Due to a series of changes caused by menopause, women have a strong sense of frustration, such as difficulty in controlling emotions, anger, anxiety and depression always occur for no reason; or they feel unable to control their bodies; or sexual pleasure is reduced. Even if there is sexual desire, vaginal dryness, vaginal wall weakness, and loss of elasticity can cause pain or discomfort during intercourse, or even develop a sense of sexual aversion, due to the changes occurring in the woman. Couples at this stage should communicate more to understand how the changes affect the other party and hope to get the other party's understanding.

3、Cooperation

At the age of 40-54, both men and women will experience big changes in their lives, such as not being satisfied with their work, or putting more energy into their work; their children have become independent and need to go out to study or work; their marriages are lacking in freshness, and the couple's relationship is becoming more and more tense. In short, this stage faces numerous problems and is prone to anxiety and depression, while carrying greater pressure, which in turn makes sexual desire decline.
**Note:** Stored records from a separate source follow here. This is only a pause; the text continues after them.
#[cfg(target_arch = "wasm32")]
mod wasm_game {
    use std::cell::RefCell;
    use std::rc::Rc;

    use wasm_bindgen::JsCast;
    use wasm_bindgen::prelude::*;
    use web_sys::{
        CanvasRenderingContext2d, Document, HtmlCanvasElement, HtmlElement, HtmlInputElement,
        KeyboardEvent,
    };

    use coin_flap::App;
    use coin_flap::audio::AudioManager;
    use coin_flap::consts::*;
    use coin_flap::leaderboard::LocalLeaderboard;
    use coin_flap::persistence::LocalStorage;
    use coin_flap::renderer::canvas::CanvasSurface;
    use coin_flap::sim::Difficulty;
    use coin_flap::skins::CATALOG;

    /// Buttons for the purchasable skins, in catalog order after the default
    const SKIN_BUTTONS: [(&str, &str); 3] = [
        ("bird1Button", "duckError"),
        ("bird2Button", "twitterError"),
        ("bird3Button", "blackError"),
    ];

    /// Game instance: app state plus the page it draws on
    struct Game {
        app: App,
        surface: CanvasSurface,
        /// An animation frame is pending
        looping: bool,
    }

    impl Game {
        fn render(&mut self) {
            self.app.draw(&mut self.surface);
        }

        /// Update DOM elements that mirror game state
        fn update_dom(&self, document: &Document) {
            if let Some(el) = document.get_element_by_id("coinDisplay") {
                el.set_text_content(Some(&self.app.progression.coins.to_string()));
            }

            let controls = self.app.controls();
            set_visible(document, "startHtmlButton", controls.start);
            set_visible(document, "restartButton", controls.restart);

            for achievement in coin_flap::Achievement::ALL {
                if let Some(el) = document.get_element_by_id(achievement.key()) {
                    let unlocked = self.app.progression.is_unlocked(achievement);
                    let _ = el.class_list().toggle_with_force("unlocked", unlocked);
                }
            }
        }

        fn update_leaderboards(&self, document: &Document) {
            for difficulty in Difficulty::ALL {
                let id = format!("{}Leaderboard", difficulty.as_str());
                let Some(list) = document.get_element_by_id(&id) else {
                    continue;
                };
                list.set_inner_html("");
                for line in self.app.board(difficulty).lines(difficulty) {
                    if let Ok(li) = document.create_element("li") {
                        li.set_text_content(Some(&line));
                        let _ = list.append_child(&li);
                    }
                }
            }
        }
    }

    fn set_visible(document: &Document, id: &str, visible: bool) {
        if let Some(el) = document
            .get_element_by_id(id)
            .and_then(|el| el.dyn_into::<HtmlElement>().ok())
        {
            let _ = el
                .style()
                .set_property("display", if visible { "block" } else { "none" });
        }
    }

    fn document() -> Option<Document> {
        web_sys::window()?.document()
    }

    pub fn run() {
        console_error_panic_hook::set_once();
        console_log::init_with_level(log::Level::Info).expect("Failed to init logger");

        log::info!("Coin Flap starting...");

        let window = web_sys::window().expect("no window");
        let document = window.document().expect("no document");

        let canvas: HtmlCanvasElement = document
            .get_element_by_id("gameCanvas")
            .expect("no canvas")
            .dyn_into()
            .expect("not a canvas");
        let ctx: CanvasRenderingContext2d = canvas
            .get_context("2d")
            .ok()
            .flatten()
            .expect("no 2d context")
            .dyn_into()
            .expect("not a 2d context");

        let seed = coin_flap::platform::random_seed();
        let app = App::new(
            Box::new(LocalStorage),
            Box::new(LocalLeaderboard::new(LocalStorage)),
            Box::new(AudioManager::new()),
            seed,
        );

        if let Some(input) = document
            .get_element_by_id("playerName")
            .and_then(|el| el.dyn_into::<HtmlInputElement>().ok())
        {
            input.set_value(app.player_name());
        }
        if let Some(slider) = document
            .get_element_by_id("volumeSlider")
            .and_then(|el| el.dyn_into::<HtmlInputElement>().ok())
        {
            slider.set_value(&app.settings.master_volume.to_string());
        }

        let game = Rc::new(RefCell::new(Game {
            app,
            surface: CanvasSurface::new(ctx),
            looping: false,
        }));

        resize_canvas(&canvas);
        {
            let mut g = game.borrow_mut();
            g.render();
            g.update_dom(&document);
            g.update_leaderboards(&document);
        }
        highlight_difficulty(&document, game.borrow().app.settings.difficulty);

        setup_resize(canvas.clone(), game.clone());
        setup_input_handlers(&canvas, game.clone());
        setup_buttons(game.clone());
        setup_difficulty_buttons(game.clone());
        setup_skin_buttons(game.clone());
        setup_volume(game);

        log::info!("Coin Flap running!");
    }

    /// Fit the canvas into the window keeping the playfield aspect ratio
    fn resize_canvas(canvas: &HtmlCanvasElement) {
        let Some(window) = web_sys::window() else { return };
        let inner = |v: Result<JsValue, JsValue>| v.ok().and_then(|v| v.as_f64()).unwrap_or(0.0);
        let aspect = (PLAYFIELD_WIDTH / PLAYFIELD_HEIGHT) as f64;

        let mut w = (inner(window.inner_width()) - 40.0).min(PLAYFIELD_WIDTH as f64);
        let mut h = (inner(window.inner_height()) - 100.0).min(PLAYFIELD_HEIGHT as f64);
        if w / h > aspect {
            w = h * aspect;
        } else {
            h = w / aspect;
        }
        canvas.set_width(w.max(1.0) as u32);
        canvas.set_height(h.max(1.0) as u32);
    }

    fn setup_resize(canvas: HtmlCanvasElement, game: Rc<RefCell<Game>>) {
        let Some(window) = web_sys::window() else { return };
        let closure = Closure::<dyn FnMut(_)>::new(move |_event: web_sys::Event| {
            resize_canvas(&canvas);
            game.borrow_mut().render();
        });
        let _ = window.add_event_listener_with_callback("resize", closure.as_ref().unchecked_ref());
        closure.forget();
    }

    /// Start or jump; kicks off the frame loop when a run begins
    fn activate(game: &Rc<RefCell<Game>>) {
        let started = game.borrow_mut().app.activate();
        if started {
            if let Some(document) = document() {
                game.borrow().update_dom(&document);
            }
            let mut g = game.borrow_mut();
            if !g.looping {
                g.looping = true;
                drop(g);
                request_animation_frame(game.clone());
            }
        }
    }

    /// Read the name box and remember it
    fn take_player_name(game: &Rc<RefCell<Game>>) {
        let name = document()
            .and_then(|d| d.get_element_by_id("playerName"))
            .and_then(|el| el.dyn_into::<HtmlInputElement>().ok())
            .map(|input| input.value())
            .unwrap_or_default();
        game.borrow_mut().app.set_player_name(&name);
    }

    fn setup_input_handlers(canvas: &HtmlCanvasElement, game: Rc<RefCell<Game>>) {
        // Space bar
        {
            let game = game.clone();
            let closure = Closure::<dyn FnMut(_)>::new(move |event: KeyboardEvent| {
                if event.code() == "Space" {
                    event.prevent_default();
                    activate(&game);
                }
            });
            if let Some(document) = document() {
                let _ = document
                    .add_event_listener_with_callback("keydown", closure.as_ref().unchecked_ref());
            }
            closure.forget();
        }

        // Click / tap on the playfield
        for event_name in ["click", "touchstart"] {
            let game = game.clone();
            let closure = Closure::<dyn FnMut(_)>::new(move |event: web_sys::Event| {
                event.prevent_default();
                activate(&game);
            });
            let _ =
                canvas.add_event_listener_with_callback(event_name, closure.as_ref().unchecked_ref());
            closure.forget();
        }
    }

    fn on_click(id: &str, mut handler: impl FnMut() + 'static) {
        let Some(el) = document().and_then(|d| d.get_element_by_id(id)) else {
            log::warn!("Missing element #{id}");
            return;
        };
        let closure = Closure::<dyn FnMut(_)>::new(move |_event: web_sys::MouseEvent| handler());
        let _ = el.add_event_listener_with_callback("click", closure.as_ref().unchecked_ref());
        closure.forget();
    }

    fn setup_buttons(game: Rc<RefCell<Game>>) {
        for id in ["startGameButton", "startHtmlButton"] {
            let game = game.clone();
            on_click(id, move || {
                take_player_name(&game);
                activate(&game);
            });
        }
        on_click("restartButton", move || activate(&game));
    }

    fn highlight_difficulty(document: &Document, selected: Difficulty) {
        for difficulty in Difficulty::ALL {
            let id = format!("{}Button", difficulty.as_str());
            if let Some(btn) = document.get_element_by_id(&id) {
                let _ = btn
                    .class_list()
                    .toggle_with_force("active-difficulty", difficulty == selected);
            }
        }
    }

    fn setup_difficulty_buttons(game: Rc<RefCell<Game>>) {
        for difficulty in Difficulty::ALL {
            let game = game.clone();
            on_click(&format!("{}Button", difficulty.as_str()), move || {
                if game.borrow_mut().app.select_difficulty(difficulty) {
                    if let Some(document) = document() {
                        highlight_difficulty(&document, difficulty);
                    }
                }
            });
        }
    }

    fn setup_skin_buttons(game: Rc<RefCell<Game>>) {
        for (skin, (button_id, error_id)) in CATALOG[1..].iter().zip(SKIN_BUTTONS) {
            let skin_id = skin.id;
            let game = game.clone();
            on_click(button_id, move || {
                let Some(document) = document() else { return };

                // Clear old error messages first
                for (_, id) in SKIN_BUTTONS {
                    if let Some(div) = document.get_element_by_id(id) {
                        div.set_text_content(None);
                    }
                    set_visible(&document, id, false);
                }

                let mut g = game.borrow_mut();
                match g.app.purchase_or_equip(skin_id) {
                    Ok(_) => {
                        for (id, _) in SKIN_BUTTONS {
                            if let Some(b) = document.get_element_by_id(id) {
                                let _ = b.class_list().toggle_with_force("selected", id == button_id);
                            }
                        }
                        g.update_dom(&document);
                        if !g.app.run.is_running() {
                            g.render();
                        }
                    }
                    Err(_) => {
                        if let Some(div) = document.get_element_by_id(error_id) {
                            div.set_text_content(g.app.shop_message());
                        }
                        set_visible(&document, error_id, true);
                    }
                }
            });
        }
    }

    fn setup_volume(game: Rc<RefCell<Game>>) {
        let Some(slider) = document()
            .and_then(|d| d.get_element_by_id("volumeSlider"))
            .and_then(|el| el.dyn_into::<HtmlInputElement>().ok())
        else {
            return;
        };
        let input = slider.clone();
        let closure = Closure::<dyn FnMut(_)>::new(move |_event: web_sys::Event| {
            if let Ok(volume) = input.value().parse::<f32>() {
                game.borrow_mut().app.set_master_volume(volume);
            }
        });
        let _ = slider.add_event_listener_with_callback("input", closure.as_ref().unchecked_ref());
        closure.forget();
    }

    fn request_animation_frame(game: Rc<RefCell<Game>>) {
        let Some(window) = web_sys::window() else { return };
        let closure = Closure::once(move |time: f64| {
            game_loop(game, time);
        });
        let _ = window.request_animation_frame(closure.as_ref().unchecked_ref());
        closure.forget();
    }

    fn game_loop(game: Rc<RefCell<Game>>, time: f64) {
        let keep_going = {
            let mut g = game.borrow_mut();
            let keep_going = g.app.frame(time);
            g.render();
            if !keep_going {
                g.looping = false;
                if let Some(document) = document() {
                    g.update_dom(&document);
                    g.update_leaderboards(&document);
                }
                for achievement in g.app.take_unlocked() {
                    log::info!("Unlocked: {}", achievement.title());
                }
            } else if let Some(el) = document().and_then(|d| d.get_element_by_id("coinDisplay")) {
                el.set_text_content(Some(&g.app.progression.coins.to_string()));
            }
            keep_going
        };

        // No new frame once the run is over
        if keep_going {
            request_animation_frame(game);
        }
    }
}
Couples at this stage should work together to understand and support each other in dealing with depression and anxiety. As long as both men and women can feel the full love and warmth, then it is easy to reach a consensus on sexual life, but also to reduce many aspects of the conflict.

Warm tips

Although menopause will make the body and life changes, but does not necessarily affect the sexual desire. As a woman, you should learn to understand and accept your own changes, and both husband and wife should seek a new mode of life, appropriate changes in the way of sex, so as to enhance sexual satisfaction.